═════ Data for the task ═════
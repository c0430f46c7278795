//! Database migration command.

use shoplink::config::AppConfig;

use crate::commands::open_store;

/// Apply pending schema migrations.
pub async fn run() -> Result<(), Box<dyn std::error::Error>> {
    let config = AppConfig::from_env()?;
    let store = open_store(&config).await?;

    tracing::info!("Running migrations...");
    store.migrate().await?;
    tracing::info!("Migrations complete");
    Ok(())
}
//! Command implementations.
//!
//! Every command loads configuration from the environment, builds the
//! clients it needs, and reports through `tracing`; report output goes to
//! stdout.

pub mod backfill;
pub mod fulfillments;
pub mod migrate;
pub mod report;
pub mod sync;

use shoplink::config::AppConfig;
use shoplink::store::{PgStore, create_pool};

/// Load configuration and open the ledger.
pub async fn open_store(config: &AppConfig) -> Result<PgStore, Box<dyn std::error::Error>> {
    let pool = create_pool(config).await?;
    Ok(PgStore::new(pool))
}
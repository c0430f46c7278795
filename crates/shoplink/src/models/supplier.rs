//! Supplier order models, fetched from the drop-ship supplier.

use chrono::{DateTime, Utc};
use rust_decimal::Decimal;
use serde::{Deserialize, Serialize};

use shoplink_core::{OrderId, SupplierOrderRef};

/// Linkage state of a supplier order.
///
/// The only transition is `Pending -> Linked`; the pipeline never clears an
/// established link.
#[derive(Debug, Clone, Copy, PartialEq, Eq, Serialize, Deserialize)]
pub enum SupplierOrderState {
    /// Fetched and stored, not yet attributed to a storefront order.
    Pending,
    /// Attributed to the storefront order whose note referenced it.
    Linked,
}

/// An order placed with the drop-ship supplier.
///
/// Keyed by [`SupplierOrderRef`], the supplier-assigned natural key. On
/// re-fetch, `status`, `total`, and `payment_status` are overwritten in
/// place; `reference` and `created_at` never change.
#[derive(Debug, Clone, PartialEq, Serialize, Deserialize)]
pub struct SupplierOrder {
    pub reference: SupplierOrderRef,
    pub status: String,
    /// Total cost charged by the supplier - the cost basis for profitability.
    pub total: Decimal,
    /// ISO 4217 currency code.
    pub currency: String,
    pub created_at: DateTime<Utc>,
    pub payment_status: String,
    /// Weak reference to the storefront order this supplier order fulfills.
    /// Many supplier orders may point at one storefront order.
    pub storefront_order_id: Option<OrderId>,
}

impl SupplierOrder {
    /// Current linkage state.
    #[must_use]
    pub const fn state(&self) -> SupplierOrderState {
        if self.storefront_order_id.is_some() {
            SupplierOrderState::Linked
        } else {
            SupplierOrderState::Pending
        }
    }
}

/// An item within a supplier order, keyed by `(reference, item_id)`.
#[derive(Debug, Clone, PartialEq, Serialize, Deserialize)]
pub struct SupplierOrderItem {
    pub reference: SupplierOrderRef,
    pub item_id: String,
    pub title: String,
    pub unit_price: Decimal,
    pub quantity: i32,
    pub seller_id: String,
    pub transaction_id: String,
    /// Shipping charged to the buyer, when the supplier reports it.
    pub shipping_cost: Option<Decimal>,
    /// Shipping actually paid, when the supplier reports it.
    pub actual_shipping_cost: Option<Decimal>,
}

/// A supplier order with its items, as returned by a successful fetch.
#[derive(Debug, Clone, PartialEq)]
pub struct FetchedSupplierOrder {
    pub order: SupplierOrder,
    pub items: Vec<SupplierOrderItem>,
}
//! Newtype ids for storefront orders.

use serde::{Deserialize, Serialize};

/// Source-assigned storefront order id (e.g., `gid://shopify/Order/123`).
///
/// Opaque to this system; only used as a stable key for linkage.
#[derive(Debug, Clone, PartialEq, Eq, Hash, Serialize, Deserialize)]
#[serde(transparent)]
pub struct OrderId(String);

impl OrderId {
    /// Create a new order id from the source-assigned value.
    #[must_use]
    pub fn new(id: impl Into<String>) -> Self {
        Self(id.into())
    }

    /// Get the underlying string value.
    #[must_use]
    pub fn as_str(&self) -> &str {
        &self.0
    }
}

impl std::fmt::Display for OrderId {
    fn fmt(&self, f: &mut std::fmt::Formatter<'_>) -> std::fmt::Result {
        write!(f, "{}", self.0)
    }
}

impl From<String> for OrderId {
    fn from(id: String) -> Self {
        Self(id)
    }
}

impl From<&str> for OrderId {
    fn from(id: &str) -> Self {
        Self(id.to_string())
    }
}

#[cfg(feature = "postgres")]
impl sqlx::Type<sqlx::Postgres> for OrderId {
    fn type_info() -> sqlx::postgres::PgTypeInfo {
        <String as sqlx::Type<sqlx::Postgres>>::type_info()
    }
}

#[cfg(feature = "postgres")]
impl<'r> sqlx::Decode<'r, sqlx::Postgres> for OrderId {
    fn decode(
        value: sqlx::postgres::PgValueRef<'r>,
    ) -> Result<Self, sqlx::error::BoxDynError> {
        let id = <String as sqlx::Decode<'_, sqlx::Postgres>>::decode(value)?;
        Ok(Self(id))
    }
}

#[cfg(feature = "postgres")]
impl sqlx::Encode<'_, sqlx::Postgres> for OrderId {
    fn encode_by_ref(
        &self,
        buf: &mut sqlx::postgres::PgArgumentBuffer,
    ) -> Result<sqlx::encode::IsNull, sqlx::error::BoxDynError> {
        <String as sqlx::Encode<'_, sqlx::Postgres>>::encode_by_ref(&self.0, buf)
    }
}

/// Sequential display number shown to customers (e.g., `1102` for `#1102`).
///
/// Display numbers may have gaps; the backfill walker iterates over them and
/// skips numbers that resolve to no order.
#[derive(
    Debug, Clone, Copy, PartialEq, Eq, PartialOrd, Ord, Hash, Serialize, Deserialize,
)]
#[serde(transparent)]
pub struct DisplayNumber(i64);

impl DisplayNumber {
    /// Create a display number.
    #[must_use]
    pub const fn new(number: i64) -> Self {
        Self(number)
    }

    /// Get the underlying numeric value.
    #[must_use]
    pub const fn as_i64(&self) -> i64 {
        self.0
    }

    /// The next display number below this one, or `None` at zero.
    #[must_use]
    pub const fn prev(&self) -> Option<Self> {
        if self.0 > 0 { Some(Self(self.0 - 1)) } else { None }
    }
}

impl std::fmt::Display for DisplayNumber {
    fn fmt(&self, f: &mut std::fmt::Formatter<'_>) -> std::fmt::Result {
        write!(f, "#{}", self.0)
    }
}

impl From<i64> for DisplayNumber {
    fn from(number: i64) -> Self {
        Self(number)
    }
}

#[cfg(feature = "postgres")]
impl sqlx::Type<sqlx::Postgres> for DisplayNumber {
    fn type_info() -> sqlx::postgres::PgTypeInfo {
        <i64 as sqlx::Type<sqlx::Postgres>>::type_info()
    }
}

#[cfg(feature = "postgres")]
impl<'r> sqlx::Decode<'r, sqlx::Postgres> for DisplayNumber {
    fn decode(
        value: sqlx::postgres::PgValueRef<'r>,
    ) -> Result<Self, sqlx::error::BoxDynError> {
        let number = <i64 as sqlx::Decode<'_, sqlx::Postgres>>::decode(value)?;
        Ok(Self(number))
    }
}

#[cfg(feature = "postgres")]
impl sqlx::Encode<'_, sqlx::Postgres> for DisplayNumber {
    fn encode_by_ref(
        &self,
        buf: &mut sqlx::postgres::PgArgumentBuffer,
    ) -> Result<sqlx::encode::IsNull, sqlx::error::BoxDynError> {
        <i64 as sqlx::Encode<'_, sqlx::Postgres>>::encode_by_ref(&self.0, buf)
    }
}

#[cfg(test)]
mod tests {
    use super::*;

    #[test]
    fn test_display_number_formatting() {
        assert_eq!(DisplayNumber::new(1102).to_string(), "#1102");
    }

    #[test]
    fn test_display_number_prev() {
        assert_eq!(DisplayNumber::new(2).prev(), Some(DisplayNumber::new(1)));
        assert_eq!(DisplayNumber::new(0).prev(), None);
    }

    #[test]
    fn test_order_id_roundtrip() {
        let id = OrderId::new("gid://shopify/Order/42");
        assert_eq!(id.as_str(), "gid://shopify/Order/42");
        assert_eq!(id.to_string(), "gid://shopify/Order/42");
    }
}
═════
Please reply with an exact copy of the lines above, starting at the first and ending at the line that holds "environment, builds the".

repository c0430f46c7278795
//! Database migration command.

use shoplink::config::AppConfig;

use crate::commands::open_store;

/// Apply pending schema migrations.
pub async fn run() -> Result<(), Box<dyn std::error::Error>> {
    let config = AppConfig::from_env()?;
    let store = open_store(&config).await?;

    tracing::info!("Running migrations...");
    store.migrate().await?;
    tracing::info!("Migrations complete");
    Ok(())
}
//! Command implementations.
//!
//! Every command loads configuration from the environment, builds the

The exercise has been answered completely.